In order to study transcriptional heterogeneity in response to hormone stimulation in breast cancer, we performed high-throughput single-cell RNA sequencing (scRNA-seq) on 3 breast cancer cell lines that differ in their nuclear receptor expression levels. MCF-7, T-47D and ZR-75-1 cell lines were treated with estrogen and progesterone alone or in combination and collected at different time points. Hash-tagging antibodies were used to identify samples.

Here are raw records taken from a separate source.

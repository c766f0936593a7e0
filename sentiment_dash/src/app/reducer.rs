use super::event::*;
use super::state::*;
use crate::chart::candle::candle_tooltip;
use crate::chart::stream::stream_tooltip;
use crate::comments::show_comments_for_date;
use crate::data::Dataset;
use std::sync::Arc;
use tracing::{debug, error};

/// Apply one event; returns whether anything visible changed.
pub fn reduce(state: &mut DashState, ev: AppEvent) -> bool {
    match ev {
        AppEvent::Ui(u) => reduce_ui(state, u),
        AppEvent::DatasetLoaded { dataset } => {
            debug!(records = dataset.records.len(), "installing dataset");
            state.install(dataset);
            true
        }
        AppEvent::LoadFailed { message } => {
            error!(%message, "market data unavailable; showing empty charts");
            state.install(Arc::new(Dataset::default()));
            state.load_error = Some(message);
            true
        }
    }
}

fn reduce_ui(state: &mut DashState, ev: UiEvent) -> bool {
    let dataset = state.dataset.clone();
    let records = &dataset.records;

    match ev {
        UiEvent::Resized {
            candle,
            stream,
            aligner,
        } => {
            let next = Layouts {
                candle,
                stream,
                aligner,
            };
            if state.layouts() == next {
                return false;
            }
            state.candle.set_layout(records, candle);
            state.stream.set_layout(stream);
            state.aligner.set_layout(aligner);
            // guide x was computed on the old scale
            state.stream_hover = None;
            true
        }

        UiEvent::BrushChanged { selection_px } => {
            if state.candle.selection_px() == selection_px {
                return false;
            }
            state.candle.brush(records, selection_px);
            true
        }

        UiEvent::CandleHovered { index, pointer } => {
            let Some(record) = records.get(index) else {
                return false;
            };
            let tip = Anchored {
                content: candle_tooltip(record),
                pointer,
            };
            if state.hovered_candle == Some(index) && state.candle_tip.as_ref() == Some(&tip) {
                return false;
            }
            if state.hovered_candle != Some(index) {
                state.panel = show_comments_for_date(&dataset.comments, record.date);
            }
            state.hovered_candle = Some(index);
            state.candle_tip = Some(tip);
            true
        }

        UiEvent::CandleLeft => {
            // tooltip content stays for the fade-out
            state.hovered_candle.take().is_some()
        }

        UiEvent::StreamHovered { x_px, pointer } => {
            let Some((index, guide_x)) = state.stream.hover(records, x_px) else {
                return false;
            };
            let next = StreamHover {
                index,
                guide_x,
                tip: Anchored {
                    content: stream_tooltip(&records[index]),
                    pointer,
                },
            };
            if state.stream_hover.as_ref() == Some(&next) {
                return false;
            }
            if state.stream_hover.as_ref().map(|h| h.index) != Some(index) {
                state.panel = show_comments_for_date(&dataset.comments, records[index].date);
            }
            state.stream_hover = Some(next);
            true
        }

        UiEvent::StreamLeft => state.stream_hover.take().is_some(),

        UiEvent::ShiftChanged { days } => {
            let r = state.shift_range_days.max(1);
            let days = days.clamp(-r, r);
            if state.shift_days == days {
                return false;
            }
            state.shift_days = days;
            true
        }
    }
}

#[cfg(test)]
mod tests {
    use super::*;
    use crate::comments::PanelBody;
    use crate::data::{Comment, DailyRecord};
    use chrono::NaiveDate;
    use egui::pos2;

    fn rec(day: u32) -> DailyRecord {
        DailyRecord {
            date: NaiveDate::from_ymd_opt(2021, 1, day).unwrap(),
            open: 10.0,
            high: 12.0 + day as f64,
            low: 9.0,
            close: 11.0,
            volatility: 0.1,
            fear_ratio: 0.55,
            hype: day,
            fear: 2,
            anger: 1,
            noise: 0,
        }
    }

    fn loaded() -> DashState {
        let dataset = Dataset {
            records: (1..=5).map(rec).collect(),
            comments: vec![Comment {
                date: "2021-01-02".into(),
                sentiment_label: "fear".into(),
                score: 5,
                body: "oh no".into(),
            }],
        };
        let mut state = DashState::default();
        assert!(reduce(
            &mut state,
            AppEvent::DatasetLoaded {
                dataset: Arc::new(dataset)
            }
        ));
        state
    }

    #[test]
    fn load_installs_dataset() {
        let state = loaded();
        assert!(!state.loading);
        assert_eq!(state.candle.visible().len(), 5);
        assert_eq!(state.panel, crate::comments::CommentPanelView::default());
    }

    #[test]
    fn load_failure_leaves_empty_charts() {
        let mut state = DashState::default();
        reduce(
            &mut state,
            AppEvent::LoadFailed {
                message: "missing".into(),
            },
        );
        assert!(!state.loading);
        assert!(state.dataset.is_empty());
        assert_eq!(state.load_error.as_deref(), Some("missing"));
        assert!(!reduce(
            &mut state,
            AppEvent::Ui(UiEvent::StreamHovered {
                x_px: 10.0,
                pointer: pos2(0.0, 0.0)
            })
        ));
    }

    #[test]
    fn candle_hover_updates_panel_and_fades_on_leave() {
        let mut state = loaded();
        reduce(
            &mut state,
            AppEvent::Ui(UiEvent::CandleHovered {
                index: 1,
                pointer: pos2(100.0, 50.0),
            }),
        );
        assert_eq!(state.panel.header, "Jan 02, 2021");
        assert_eq!(state.panel.items().len(), 1);
        assert!(state.candle_tip_visible());

        assert!(reduce(&mut state, AppEvent::Ui(UiEvent::CandleLeft)));
        assert!(!state.candle_tip_visible());
        assert!(state.candle_tip.is_some());
        assert_eq!(state.panel.items().len(), 1);

        reduce(
            &mut state,
            AppEvent::Ui(UiEvent::CandleHovered {
                index: 3,
                pointer: pos2(0.0, 0.0),
            }),
        );
        assert_eq!(state.panel.body, PanelBody::Empty);
    }

    #[test]
    fn stream_hover_without_pair_keeps_prior_state() {
        let mut state = loaded();
        let width = state.stream.layout().width;
        reduce(
            &mut state,
            AppEvent::Ui(UiEvent::StreamHovered {
                x_px: width * 0.25,
                pointer: pos2(1.0, 1.0),
            }),
        );
        let before = state.stream_hover.clone();
        let hover = before.as_ref().unwrap();
        assert_eq!(hover.index, 1);
        assert_eq!(hover.tip.content.total, 5);

        // past the last record there is no straddling pair
        assert!(!reduce(
            &mut state,
            AppEvent::Ui(UiEvent::StreamHovered {
                x_px: width + 40.0,
                pointer: pos2(2.0, 2.0),
            })
        ));
        assert_eq!(state.stream_hover, before);

        assert!(reduce(&mut state, AppEvent::Ui(UiEvent::StreamLeft)));
        assert!(state.stream_hover.is_none());
    }

    #[test]
    fn resting_pointer_reports_no_change() {
        let mut state = loaded();
        let stream = UiEvent::StreamHovered {
            x_px: 200.0,
            pointer: pos2(200.0, 40.0),
        };
        assert!(reduce(&mut state, AppEvent::Ui(stream.clone())));
        let before = state.stream_hover.clone();
        assert!(!reduce(&mut state, AppEvent::Ui(stream)));
        assert_eq!(state.stream_hover, before);

        let candle = UiEvent::CandleHovered {
            index: 2,
            pointer: pos2(80.0, 90.0),
        };
        assert!(reduce(&mut state, AppEvent::Ui(candle.clone())));
        assert!(!reduce(&mut state, AppEvent::Ui(candle)));

        // same candle, pointer moved: the tooltip follows
        assert!(reduce(
            &mut state,
            AppEvent::Ui(UiEvent::CandleHovered {
                index: 2,
                pointer: pos2(81.0, 90.0),
            })
        ));
        assert_eq!(state.candle_tip.as_ref().unwrap().pointer, pos2(81.0, 90.0));
    }

    #[test]
    fn brush_round_trip_restores_full_domain() {
        let mut state = loaded();
        let full = state.candle.full_domain();
        reduce(
            &mut state,
            AppEvent::Ui(UiEvent::BrushChanged {
                selection_px: Some((100.0, 300.0)),
            }),
        );
        assert_ne!(state.candle.focus_domain(), full);
        reduce(
            &mut state,
            AppEvent::Ui(UiEvent::BrushChanged { selection_px: None }),
        );
        assert_eq!(state.candle.focus_domain(), full);
    }

    #[test]
    fn shift_is_clamped_and_survives_reload() {
        let mut state = loaded();
        reduce(&mut state, AppEvent::Ui(UiEvent::ShiftChanged { days: 40 }));
        assert_eq!(state.shift_days, 10);
        assert!(!reduce(&mut state, AppEvent::Ui(UiEvent::ShiftChanged { days: 10 })));
        reduce(
            &mut state,
            AppEvent::DatasetLoaded {
                dataset: Arc::new(Dataset::default()),
            },
        );
        assert_eq!(state.shift_days, 10);
    }

    #[test]
    fn resize_rebuilds_scales() {
        let mut state = loaded();
        let mut layouts = state.layouts();
        layouts.aligner.width = 400.0;
        assert!(reduce(
            &mut state,
            AppEvent::Ui(UiEvent::Resized {
                candle: layouts.candle,
                stream: layouts.stream,
                aligner: layouts.aligner,
            })
        ));
        // 4 day span over 400px
        assert!((state.aligner.pixel_per_day() - 100.0).abs() < 1e-3);
        assert!(!reduce(
            &mut state,
            AppEvent::Ui(UiEvent::Resized {
                candle: layouts.candle,
                stream: layouts.stream,
                aligner: layouts.aligner,
            })
        ));
    }
}
//! Fear count against volatility on twin vertical axes, with a day shift
//! applied to the fear line only.

use egui::Pos2;

use crate::curve::{monotone_x, SEGMENT_STEPS};
use crate::data::{extent_ms, DailyRecord, DAY_MS};
use crate::scale::{LinearScale, TimeScale};

pub const DEFAULT_SHIFT_RANGE_DAYS: i32 = 10;
pub const VOL_OPACITY: f32 = 0.5;
pub const FEAR_LINE_WIDTH: f32 = 3.0;

/// Width in pixels of the one-day interval starting at the domain minimum.
pub fn pixel_per_day(x: &TimeScale) -> f32 {
    let d0 = x.domain().0.min(x.domain().1);
    x.apply(d0 + DAY_MS) - x.apply(d0)
}

pub fn shift_px(days: i32, pixel_per_day: f32) -> f32 {
    days as f32 * pixel_per_day
}

pub fn shift_label(days: i32) -> String {
    if days > 0 {
        format!("+{days} Days")
    } else {
        format!("{days} Days")
    }
}

fn finite_max(values: impl Iterator<Item = f64>) -> f64 {
    values.filter(|v| v.is_finite()).fold(0.0, f64::max)
}

#[derive(Debug, Clone, Copy, PartialEq)]
pub struct AlignerLayout {
    pub width: f32,
    pub height: f32,
}

impl Default for AlignerLayout {
    fn default() -> Self {
        Self {
            width: 800.0,
            height: 260.0,
        }
    }
}

#[derive(Debug, Clone)]
pub struct AlignerChart {
    layout: AlignerLayout,
    x: TimeScale,
    left: LinearScale,
    right: LinearScale,
    pixel_per_day: f32,
}

impl AlignerChart {
    pub fn new(records: &[DailyRecord], layout: AlignerLayout) -> Self {
        let domain = extent_ms(records).unwrap_or((0.0, 0.0));
        let x = TimeScale::new(domain, (0.0, layout.width));
        let fear_max = finite_max(records.iter().map(|r| r.fear as f64));
        let vol_max = finite_max(records.iter().map(|r| r.volatility));
        Self {
            layout,
            pixel_per_day: pixel_per_day(&x),
            x,
            left: LinearScale::new((0.0, fear_max), (layout.height, 0.0)),
            right: LinearScale::new((0.0, vol_max), (layout.height, 0.0)),
        }
    }

    pub fn set_layout(&mut self, layout: AlignerLayout) {
        self.layout = layout;
        self.x.set_range((0.0, layout.width));
        self.left.set_range((layout.height, 0.0));
        self.right.set_range((layout.height, 0.0));
        self.pixel_per_day = pixel_per_day(&self.x);
    }

    pub fn layout(&self) -> AlignerLayout {
        self.layout
    }

    pub fn x_scale(&self) -> &TimeScale {
        &self.x
    }

    pub fn left_scale(&self) -> &LinearScale {
        &self.left
    }

    pub fn right_scale(&self) -> &LinearScale {
        &self.right
    }

    pub fn pixel_per_day(&self) -> f32 {
        self.pixel_per_day
    }

    pub fn shift_px(&self, days: i32) -> f32 {
        shift_px(days, self.pixel_per_day)
    }

    /// Upper edge of the volatility area; the lower edge is the plot floor.
    pub fn volatility_edge(&self, records: &[DailyRecord]) -> Vec<Pos2> {
        let pts: Vec<Pos2> = records
            .iter()
            .filter(|r| r.volatility.is_finite())
            .map(|r| Pos2::new(self.x.apply(r.ms()), self.right.apply(r.volatility)))
            .collect();
        monotone_x(&pts, SEGMENT_STEPS)
    }

    /// Unshifted fear-count line.
    pub fn fear_line(&self, records: &[DailyRecord]) -> Vec<Pos2> {
        let pts: Vec<Pos2> = records
            .iter()
            .map(|r| Pos2::new(self.x.apply(r.ms()), self.left.apply(r.fear as f64)))
            .collect();
        monotone_x(&pts, SEGMENT_STEPS)
    }
}
// sentiment_dash/src/bin/sentiment_metrics.rs
//
// Offline companion to the dashboard: writes the per-day sentiment balance
// table and prints the scaling the risk views use.

use anyhow::{Context, Result};
use sentiment_dash::config::DEFAULT_MARKET_CSV;
use sentiment_dash::data::format_date_key;
use sentiment_dash::metrics;
use std::path::PathBuf;
use tracing::info;

const DEFAULT_OUTPUT: &str = "dataset/daily_metrics.csv";

fn main() -> Result<()> {
    tracing_subscriber::fmt::init();

    let mut args = std::env::args().skip(1);
    let input = args
        .next()
        .map(PathBuf::from)
        .unwrap_or_else(|| PathBuf::from(DEFAULT_MARKET_CSV));
    let output = args
        .next()
        .map(PathBuf::from)
        .unwrap_or_else(|| PathBuf::from(DEFAULT_OUTPUT));

    if let Some(dir) = output.parent().filter(|d| !d.as_os_str().is_empty()) {
        std::fs::create_dir_all(dir).with_context(|| format!("create output dir {:?}", dir))?;
    }

    info!(input = %input.display(), "deriving daily metrics");
    let report = metrics::run(&input, &output).with_context(|| format!("processing {:?}", input))?;

    println!(
        "[sentiment_metrics] {} days ({} complete) -> {}",
        report.days,
        report.complete,
        output.display()
    );
    if let Some(fear) = &report.fear {
        println!(
            "  fear intensity: low {:.2} / avg {:.2} / extreme {:.2}",
            fear.min, fear.mean, fear.max
        );
        println!(
            "  reddest day {}: fear {:.2} on {} comments",
            format_date_key(fear.peak.date),
            fear.peak.fear_ratio,
            fear.peak.total_comments
        );
    }
    if let Some(cap) = report.matrix_color_cap {
        println!("  volatility colour cap (p90): {cap:.3}");
    }
    if let Some((lo, hi)) = report.fingerprint_band {
        println!("  volatility band (p5..p95): {lo:.3}..{hi:.3}");
    }
    for step in &report.sweep {
        println!(
            "  max volatility {:>5.1}: {:>4} days",
            step.threshold, step.kept
        );
    }
    Ok(())
}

Overall design: High throughput single cell RNA sequencing (RNA-seq) for MCF-7 (27606 cells ), T-47D (25165 cells ) and ZR-75-1 (21397 cells) breast cancer cell lines treated with estrogen (E2) for 3, 6, 24, 48 and 72 hours (h) or progesterone (PG) for 3 and 48 h or a combination of estrogen and progesterone (E2 + PG) or 3 and 48 h. 2 clones were isolated from MCF-7 and subject to 24h and 48h estrogen treatments to assess for clonal derive effect in gene expression. Single cell RNA sequencing of TAMR (3750 cells), HCI003 (1615 cells) and HCI011 (13470 cells) organoids treated with estrogen. 10X multiomic (scRNA and scATAC) sequencing of MCF7 cells (6438 cells) treated with estrogen.